## [Exercise goal]
Repeat the whole listing exactly as it appears.

## [Information]

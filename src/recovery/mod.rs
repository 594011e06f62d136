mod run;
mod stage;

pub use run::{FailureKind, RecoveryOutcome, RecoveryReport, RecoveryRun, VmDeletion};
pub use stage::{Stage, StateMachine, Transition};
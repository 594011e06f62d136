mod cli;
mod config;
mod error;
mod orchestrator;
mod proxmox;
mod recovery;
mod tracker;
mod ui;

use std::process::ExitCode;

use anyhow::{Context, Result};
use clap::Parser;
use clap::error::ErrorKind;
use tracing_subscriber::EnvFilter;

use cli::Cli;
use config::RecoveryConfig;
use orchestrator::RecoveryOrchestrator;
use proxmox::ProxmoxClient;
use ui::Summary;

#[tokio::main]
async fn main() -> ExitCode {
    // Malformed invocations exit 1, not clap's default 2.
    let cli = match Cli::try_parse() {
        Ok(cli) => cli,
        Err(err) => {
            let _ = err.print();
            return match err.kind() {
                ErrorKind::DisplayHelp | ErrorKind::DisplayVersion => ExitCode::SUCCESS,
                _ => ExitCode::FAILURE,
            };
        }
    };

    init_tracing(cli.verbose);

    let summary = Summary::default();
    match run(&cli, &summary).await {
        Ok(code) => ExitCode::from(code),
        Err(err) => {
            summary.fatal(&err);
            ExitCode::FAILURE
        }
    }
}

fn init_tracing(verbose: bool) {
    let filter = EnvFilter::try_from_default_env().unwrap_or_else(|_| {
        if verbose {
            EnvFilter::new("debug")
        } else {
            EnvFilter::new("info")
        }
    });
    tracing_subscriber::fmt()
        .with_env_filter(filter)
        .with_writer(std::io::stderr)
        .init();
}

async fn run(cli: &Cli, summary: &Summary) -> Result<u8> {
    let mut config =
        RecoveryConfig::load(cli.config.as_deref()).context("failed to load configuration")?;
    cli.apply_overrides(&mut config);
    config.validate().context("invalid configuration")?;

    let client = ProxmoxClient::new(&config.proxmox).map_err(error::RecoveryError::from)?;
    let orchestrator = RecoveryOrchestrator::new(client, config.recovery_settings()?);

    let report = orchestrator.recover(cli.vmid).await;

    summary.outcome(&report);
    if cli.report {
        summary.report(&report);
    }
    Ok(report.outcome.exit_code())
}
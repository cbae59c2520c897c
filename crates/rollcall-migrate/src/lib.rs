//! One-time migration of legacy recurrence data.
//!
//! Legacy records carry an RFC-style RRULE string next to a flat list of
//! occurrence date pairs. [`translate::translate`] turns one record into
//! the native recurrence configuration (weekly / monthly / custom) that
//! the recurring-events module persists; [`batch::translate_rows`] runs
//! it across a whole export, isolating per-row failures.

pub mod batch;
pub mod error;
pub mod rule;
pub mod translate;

## [Problem solution]
filename src/recovery/mod.rs
repository 594011e06f62d136
mod run;
mod stage;

pub use run::{FailureKind, RecoveryOutcome, RecoveryReport, RecoveryRun, VmDeletion};
pub use stage::{Stage, StateMachine, Transition};
repository 594011e06f62d136
mod cli;
mod config;
mod error;
mod orchestrator;
mod proxmox;
mod recovery;
mod tracker;
mod ui;

use std::process::ExitCode;

use anyhow::{Context, Result};
use clap::Parser;
use clap::error::ErrorKind;
use tracing_subscriber::EnvFilter;

use cli::Cli;
use config::RecoveryConfig;
use orchestrator::RecoveryOrchestrator;
use proxmox::ProxmoxClient;
use ui::Summary;

#[tokio::main]
async fn main() -> ExitCode {
    // Malformed invocations exit 1, not clap's default 2.
    let cli = match Cli::try_parse() {
        Ok(cli) => cli,
        Err(err) => {
            let _ = err.print();
            return match err.kind() {
                ErrorKind::DisplayHelp | ErrorKind::DisplayVersion => ExitCode::SUCCESS,
                _ => ExitCode::FAILURE,
            };
        }
    };

    init_tracing(cli.verbose);

    let summary = Summary::default();
    match run(&cli, &summary).await {
        Ok(code) => ExitCode::from(code),
        Err(err) => {
            summary.fatal(&err);
            ExitCode::FAILURE
        }
    }
}

fn init_tracing(verbose: bool) {
    let filter = EnvFilter::try_from_default_env().unwrap_or_else(|_| {
        if verbose {
            EnvFilter::new("debug")
        } else {
            EnvFilter::new("info")
        }
    });
    tracing_subscriber::fmt()
        .with_env_filter(filter)
        .with_writer(std::io::stderr)
        .init();
}

async fn run(cli: &Cli, summary: &Summary) -> Result<u8> {
    let mut config =
        RecoveryConfig::load(cli.config.as_deref()).context("failed to load configuration")?;
    cli.apply_overrides(&mut config);
    config.validate().context("invalid configuration")?;

    let client = ProxmoxClient::new(&config.proxmox).map_err(error::RecoveryError::from)?;
    let orchestrator = RecoveryOrchestrator::new(client, config.recovery_settings()?);

    let report = orchestrator.recover(cli.vmid).await;

    summary.outcome(&report);
    if cli.report {
        summary.report(&report);
    }
    Ok(report.outcome.exit_code())
}
repository cbae59c2520c897c
filename crates/rollcall-migrate/src/lib.rs
//! One-time migration of legacy recurrence data.
//!
//! Legacy records carry an RFC-style RRULE string next to a flat list of
//! occurrence date pairs. [`translate::translate`] turns one record into
//! the native recurrence configuration (weekly / monthly / custom) that
//! the recurring-events module persists; [`batch::translate_rows`] runs
//! it across a whole export, isolating per-row failures.

pub mod batch;
pub mod error;
pub mod rule;
pub mod translate;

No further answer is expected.